FYI... qc on Win brass appears to be low. 1 in 25 will not fit into the shell holder very well..... but I have lots of win brass and very little Remington left.

** looks like my columns got destroyed. first number is loa, second is groupsize in inches.


----------



## Bantam1 (Jun 26, 2007)

I noticed this when loading Hornady AMAX bullets. They like a little less jump compared to my Sierra Match loads. Every rifle is a little different and the same is true of the bullets. My Sierra loads jump about .020-.040" to the lands (varies by weight). My AMAX loads are about .005-.010" jump for best accuracy.


----------



## B-Money (May 2, 2005)

I don't have a clue as to what my jump is. Richard Lee says the space under the bullet is way more important the the jump. He cited Weatherby rifles that have a long cone and love factory ammo. So far, I can't prove him wrong. 

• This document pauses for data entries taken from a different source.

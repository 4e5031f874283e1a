//! # gxact - Durable Two-Phase Commit
//!
//! `gxact` is the two-phase commit coordinator subsystem of an embedded
//! relational database server: the resource-manager side of X/Open-style
//! 2PC. Once `PREPARE TRANSACTION <gid>` returns, the transaction's fate is
//! durable — it survives crashes and restarts, and any later session may
//! finish it with `COMMIT PREPARED` or `ROLLBACK PREPARED`.
//!
//! ## Quick Start
//!
//! ```ignore
//! use gxact::{BackendContext, PrepareData, TwoPhaseConfig, TwoPhaseCoordinator};
//!
//! let coordinator = TwoPhaseCoordinator::open("./data", TwoPhaseConfig::default())?;
//! coordinator.startup()?;
//!
//! let backend = BackendContext {
//!     xid: coordinator.assign_xid(),
//!     database: 1,
//!     user: 10,
//!     superuser: false,
//! };
//! coordinator.prepare_transaction(&backend, "order-42", &PrepareData::default(), &[])?;
//!
//! // ... possibly after a crash and restart ...
//! coordinator.finish_prepared("order-42", true, &backend)?;
//! ```
//!
//! ## Architecture
//!
//! ```text
//! ┌──────────────────────────────────────────────┐
//! │        TwoPhaseCoordinator (prepare /        │
//! │         finish / startup recovery)           │
//! ├──────────────────────┬───────────────────────┤
//! │  PreparedRegistry    │  ParticipantRegistry  │
//! │  (gxact slots,       │  (live + dummy        │
//! │   freelist, GIDs)    │   transactions)       │
//! ├──────────────────────┴───────────────────────┤
//! │  StateFileBuilder / state-file reader        │
//! ├──────────────────────────────────────────────┤
//! │  WAL  │  CommitLog  │ SubtransMap │ RmgrTable│
//! └──────────────────────────────────────────────┘
//! ```
//!
//! ## File Layout
//!
//! ```text
//! data_dir/
//! ├── pg_twophase/
//! │   ├── 0000001C         # state file, named by XID in uppercase hex
//! │   └── 0000002F
//! ├── wal/
//! │   └── wal.000001       # write-ahead log
//! └── base/<db>/<rel>      # physical relation files named in drop lists
//! ```
//!
//! ## Durability Contract
//!
//! Crash recovery observes exactly one of two states per PREPARE: a WAL
//! record paired with a valid state file, or neither. The ordering that
//! guarantees this — bogus CRC, WAL flush, CRC finalize, all under the
//! checkpoint-start lock — lives in [`coordinator`].
//!
//! ## Module Overview
//!
//! - [`coordinator`]: prepare/finish orchestration and startup recovery
//! - [`registry`]: the shared table of prepared transactions
//! - [`statefile`]: on-disk state-file format, builder and reader
//! - [`wal`]: write-ahead log records and replay scanning
//! - [`clog`]: per-XID commit status
//! - [`subtrans`]: subtransaction parent map
//! - [`rmgr`]: resource-manager callback registration
//! - [`config`]: tunables and format constants

pub mod clog;
pub mod config;
pub mod coordinator;
pub mod error;
pub mod registry;
pub mod rmgr;
pub mod statefile;
pub mod subtrans;
pub mod types;
pub mod wal;

pub use config::TwoPhaseConfig;
pub use coordinator::{
    Prepare, PrepareData, PreparedXact, RmgrStateRecord, StartupSummary, TwoPhaseCoordinator,
};
pub use error::{Result, TwoPhaseError};
pub use registry::{
    DummyParticipant, GxactHandle, ParticipantKind, ParticipantRegistry, PreparedRegistry,
    TransactionParticipant,
};
pub use rmgr::{RmId, TwoPhaseCallback, RM_END_ID, RM_LOCK_ID, RM_MAX_ID};
pub use types::{BackendContext, DbId, Lsn, RelFileId, UserId, Xid, INVALID_XID};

Do you experience a tight sweet spot more with faster powders like I4064 than slow, like Reloader 22 or H1000?


----------



## Screeminreel (Jun 2, 2004)

Bobby Miller said:


> I don't have a clue as to what my jump is. Richard Lee says the space under the bullet is way more important the the jump. He cited Weatherby rifles that have a long cone and love factory ammo. So far, I can't prove him wrong.
> 
> Do you experience a tight sweet spot more with faster powders like I4064 than slow, like Reloader 22 or H1000?


I was going to mention this exact thing. I have a Win Mod 70 which acted exactly like what your describing. I tried several powders and bullet brands then finally on a whim went with H4350 and haven't looked back. For close to 20 years that same load using 42grs under the Nosler 95gr BT, Part, or Barnes 90gr X has shot well under 3/4" at 100yds through temps ranging from 32 to 100 degrees with no side effects. The nice thing is I do not have to change anything when loading one bullet to the other, same charge under all bullets, and I do not have to change the seater for the different profiles. This was exactly what I was hoping for when I was working with this particular rifle. Something I could simply grab the box of shells that would be most appropriate for the hunt. I use the BT for varmints as they are a little more than I want for deer, and not quite enough for hogs. The PT and X will work on all but I reserved the X for strictly BIG hogs.

This past spring I tried out some of the new Hybrid in a Sako I got second hand, and was extremely impressed with not only the SD and ES but also with it hitting the velocities almost on cue with what the data predicted. With other things taking precedence through the summer, I haven't gotten a chance to really wring it out, but from the initial work ups in varied temps everything looks like it is going to be as good or better than H4350 from this rifle.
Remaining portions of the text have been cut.